Ezra Pound
Ezra Pound, nato il 30 ottobre del 1885 nel profondo e provinciale Far West (Idaho) e morto il 4 luglio 1972 in una città irreale come Venezia, è stato il più internazionale, inevitabile, imbarazzante poeta del Novecento. E’ il poeta “fascista”, il poeta “traditore”, il poeta “pazzo”, che visse 13 anni della sua lunga vita rinchiuso nel manicomio criminale di Saint Elizabeth’s di Washington; ma è anche il “grande fabbro” della poesia moderna, poeta “imagista”, l’ideatore di una nuova poesia fondata essenzialmente sull’elemento visivo.
In tutti i poeti, dai provenzali ai contemporanei, il sogno e l’amore occupano un posto di particolare rilievo; in Pound, però, come risulta dalla poesia in questione il rapporto è capovolto, nel senso che non sogna l’amore, ma si ama il sogno.

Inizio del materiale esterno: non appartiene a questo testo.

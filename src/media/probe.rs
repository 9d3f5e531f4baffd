//! Media duration measurement via ffprobe

use std::path::Path;
use std::process::Stdio;

use async_trait::async_trait;
use tokio::process::Command;

use crate::error::ToolInvocationError;

/// Measures media files.
#[async_trait]
pub trait MediaProbe: Send + Sync {
    /// Container duration in seconds.
    async fn duration(&self, path: &Path) -> Result<f64, ToolInvocationError>;
}

/// ffprobe subprocess probe.
pub struct FfprobeProbe {
    ffprobe_path: String,
}

impl FfprobeProbe {
    #[must_use]
    pub fn new(ffprobe_path: impl Into<String>) -> Self {
        Self {
            ffprobe_path: ffprobe_path.into(),
        }
    }

    /// Check if ffprobe is available
    pub async fn check_available(&self) -> bool {
        Command::new(&self.ffprobe_path)
            .arg("-version")
            .stdout(Stdio::null())
            .stderr(Stdio::null())
            .status()
            .await
            .map(|s| s.success())
            .unwrap_or(false)
    }
}

impl Default for FfprobeProbe {
    fn default() -> Self {
        Self::new(crate::config::find_binary("ffprobe"))
    }
}

/// Parse ffprobe's bare `format=duration` output.
pub(crate) fn parse_duration(stdout: &str) -> Option<f64> {
    stdout
        .lines()
        .map(str::trim)
        .find(|l| !l.is_empty())
        .and_then(|l| l.parse::<f64>().ok())
        .filter(|d| d.is_finite() && *d >= 0.0)
}

#[async_trait]
impl MediaProbe for FfprobeProbe {
    async fn duration(&self, path: &Path) -> Result<f64, ToolInvocationError> {
        let output = Command::new(&self.ffprobe_path)
            .args([
                "-v",
                "error",
                "-show_entries",
                "format=duration",
                "-of",
                "default=noprint_wrappers=1:nokey=1",
            ])
            .arg(path)
            .stdin(Stdio::null())
            .output()
            .await
            .map_err(|e| ToolInvocationError::new("ffprobe", None, format!("failed to spawn {}: {e}", self.ffprobe_path)))?;

        if !output.status.success() {
            return Err(ToolInvocationError::new(
                "ffprobe",
                output.status.code(),
                String::from_utf8_lossy(&output.stderr).trim().to_string(),
            ));
        }

        let stdout = String::from_utf8_lossy(&output.stdout);
        parse_duration(&stdout).ok_or_else(|| {
            ToolInvocationError::new(
                "ffprobe",
                output.status.code(),
                format!("no duration for {}: {:?}", path.display(), stdout.trim()),
            )
        })
    }
}
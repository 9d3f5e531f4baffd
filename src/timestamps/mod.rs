//! Word timing resolution
//!
//! Strategies are tried in order: provider-native timing, each configured
//! transcription back-end, then an even split of the narration across the
//! script's words. A strategy that yields nothing hands over to the next, so
//! a non-empty script always comes out with a non-empty, contiguous timing.

pub mod whisper;

use std::sync::Arc;

use async_trait::async_trait;
use tracing::{debug, info, warn};

use crate::speech::Narration;
use crate::timing::{make_contiguous, script_words, uniform_timings, validate, WordTiming};

pub use whisper::{OpenAiTranscriber, TranscriptionProvider, WhisperCli};

/// What a strategy gets to work with.
pub struct TimingInput<'a> {
    pub script: &'a str,
    pub narration: &'a Narration,
}

/// One way of obtaining word timings.
#[async_trait]
pub trait TimingStrategy: Send + Sync {
    fn name(&self) -> &'static str;

    /// Timings for the narration, or an empty vec for "no result".
    async fn resolve(&self, input: &TimingInput<'_>) -> Vec<WordTiming>;
}

/// Timings the TTS provider returned with the audio.
pub struct NativeTimings;

#[async_trait]
impl TimingStrategy for NativeTimings {
    fn name(&self) -> &'static str {
        "native"
    }

    async fn resolve(&self, input: &TimingInput<'_>) -> Vec<WordTiming> {
        input.narration.native_timings.clone().unwrap_or_default()
    }
}

/// Word boundaries from transcribing the final narration.
pub struct TranscribedTimings {
    provider: Arc<dyn TranscriptionProvider>,
}

impl TranscribedTimings {
    pub fn new(provider: Arc<dyn TranscriptionProvider>) -> Self {
        Self { provider }
    }
}

#[async_trait]
impl TimingStrategy for TranscribedTimings {
    fn name(&self) -> &'static str {
        self.provider.name()
    }

    async fn resolve(&self, input: &TimingInput<'_>) -> Vec<WordTiming> {
        match self.provider.transcribe(&input.narration.audio_path).await {
            Ok(words) => words,
            Err(e) => {
                warn!(provider = self.provider.name(), "Transcription failed: {e}");
                Vec::new()
            }
        }
    }
}

/// Even split of the duration across the script's words.
pub struct UniformTimings;

#[async_trait]
impl TimingStrategy for UniformTimings {
    fn name(&self) -> &'static str {
        "uniform"
    }

    async fn resolve(&self, input: &TimingInput<'_>) -> Vec<WordTiming> {
        uniform_timings(input.script, input.narration.duration)
    }
}

/// Timings plus the strategy that produced them.
#[derive(Debug, Clone)]
pub struct ResolvedTimings {
    pub timings: Vec<WordTiming>,
    /// `None` when the script has no words
    pub source: Option<&'static str>,
}

impl ResolvedTimings {
    /// Whether the even-split fallback was used
    #[must_use]
    pub fn is_uniform(&self) -> bool {
        self.source == Some("uniform")
    }
}

pub struct TimestampResolver {
    strategies: Vec<Box<dyn TimingStrategy>>,
}

impl TimestampResolver {
    /// Native timing, then each transcriber in order, then the even split.
    pub fn new(transcribers: Vec<Arc<dyn TranscriptionProvider>>) -> Self {
        let mut strategies: Vec<Box<dyn TimingStrategy>> = vec![Box::new(NativeTimings)];
        strategies.extend(
            transcribers
                .into_iter()
                .map(|p| Box::new(TranscribedTimings::new(p)) as Box<dyn TimingStrategy>),
        );
        strategies.push(Box::new(UniformTimings));
        Self { strategies }
    }

    /// Use an explicit strategy list.
    pub fn with_strategies(strategies: Vec<Box<dyn TimingStrategy>>) -> Self {
        Self { strategies }
    }

    pub async fn resolve(&self, script: &str, narration: &Narration) -> ResolvedTimings {
        if script_words(script).is_empty() {
            debug!("Script has no words, nothing to time");
            return ResolvedTimings {
                timings: Vec::new(),
                source: None,
            };
        }

        let input = TimingInput { script, narration };
        for strategy in &self.strategies {
            let raw = strategy.resolve(&input).await;
            if raw.is_empty() {
                debug!(strategy = strategy.name(), "No timings, trying next strategy");
                continue;
            }
            if let Err(e) = validate(&raw) {
                warn!(strategy = strategy.name(), "Repairing timings: {e}");
            }

            let timings = make_contiguous(&raw, narration.duration);
            if timings.is_empty() {
                continue;
            }

            info!(strategy = strategy.name(), words = timings.len(), "Resolved word timings");
            return ResolvedTimings {
                timings,
                source: Some(strategy.name()),
            };
        }

        // Only reachable with a custom list lacking the even split
        warn!("All timing strategies came back empty, splitting evenly");
        ResolvedTimings {
            timings: uniform_timings(script, narration.duration),
            source: Some("uniform"),
        }
    }
}

#[cfg(test)]
mod tests {
    use super::*;
    use crate::error::ProviderError;
    use std::path::{Path, PathBuf};

    fn narration(duration: f64, native: Option<Vec<WordTiming>>) -> Narration {
        Narration {
            audio_path: PathBuf::from("/tmp/narration.wav"),
            duration,
            native_timings: native,
            voice_id: Some("v".to_string()),
            used_fallback_voice: false,
        }
    }

    struct FixedTranscriber(Result<Vec<WordTiming>, ()>);

    #[async_trait]
    impl TranscriptionProvider for FixedTranscriber {
        fn name(&self) -> &'static str {
            "fixed"
        }

        async fn transcribe(&self, _audio: &Path) -> Result<Vec<WordTiming>, ProviderError> {
            self.0
                .clone()
                .map_err(|()| ProviderError::unavailable("fixed", "down"))
        }
    }

    #[tokio::test]
    async fn test_native_timings_win() {
        let native = vec![WordTiming::new("a", 0.1, 0.5), WordTiming::new("b", 0.6, 0.9)];
        let resolver = TimestampResolver::new(vec![Arc::new(FixedTranscriber(Ok(vec![WordTiming::new("x", 0.0, 1.0)])))]);
        let resolved = resolver.resolve("a b", &narration(1.0, Some(native))).await;
        assert_eq!(resolved.source, Some("native"));
        assert_eq!(resolved.timings[0].word, "a");
        assert_eq!(resolved.timings[1].end, 1.0);
    }

    #[tokio::test]
    async fn test_empty_native_falls_through_to_transcription() {
        let resolver = TimestampResolver::new(vec![Arc::new(FixedTranscriber(Ok(vec![
            WordTiming::new("a", 0.0, 0.4),
            WordTiming::new("b", 0.4, 1.0),
        ])))]);
        let resolved = resolver.resolve("a b", &narration(1.0, Some(Vec::new()))).await;
        assert_eq!(resolved.source, Some("fixed"));
        assert!(!resolved.is_uniform());
    }

    #[tokio::test]
    async fn test_failed_transcription_falls_through_to_uniform() {
        let resolver = TimestampResolver::new(vec![Arc::new(FixedTranscriber(Err(())))]);
        let resolved = resolver.resolve("one two three four", &narration(2.0, None)).await;
        assert!(resolved.is_uniform());
        assert_eq!(resolved.timings.len(), 4);
        assert!((resolved.timings[1].start - 0.5).abs() < 1e-9);
    }

    #[tokio::test]
    async fn test_empty_script_resolves_to_nothing() {
        let resolver = TimestampResolver::new(Vec::new());
        let resolved = resolver.resolve("  ", &narration(5.0, None)).await;
        assert!(resolved.timings.is_empty());
        assert!(resolved.source.is_none());
    }

    #[tokio::test]
    async fn test_custom_list_without_uniform_still_yields_timings() {
        let resolver = TimestampResolver::with_strategies(vec![Box::new(NativeTimings)]);
        let resolved = resolver.resolve("a b c", &narration(3.0, None)).await;
        assert_eq!(resolved.timings.len(), 3);
        assert!(resolved.is_uniform());
    }
}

Il sogno non è la poesia e neppure la conoscenza, ma non c’è conoscenza e non c’è poesia che non si abbeveri alle fonti del sogno. Esso, infatti, ci consente di dare vita a quel mondo di libertà e di immagini che è dentro di noi ma che nella realtà di tutti i giorni è necessariamente soffocato, dimenticato, accantonato e al contempo il sogno ci fa sapere che l’ordine apparente delle cose non è il loro unico ordine. Non bisogna però rinchiudersi nell’ambito del sogno altrimenti si corre il rischio di perdere il contatto con la realtà e con lo smarrire la propria individualità.
Il sogno deve avere soltanto una funzione liberatoria, consolatoria e “palingenetica”. Deve, cioè, liberarci dai limiti angusti della nostra vita quotidiana, confortarci nelle delusioni e nel dolore e farci ogni volta rinascere arricchiti da tutti i tesori del profondo.
Questa poesia, “arriva al punto”; arriva all’essenza dell’esistenza.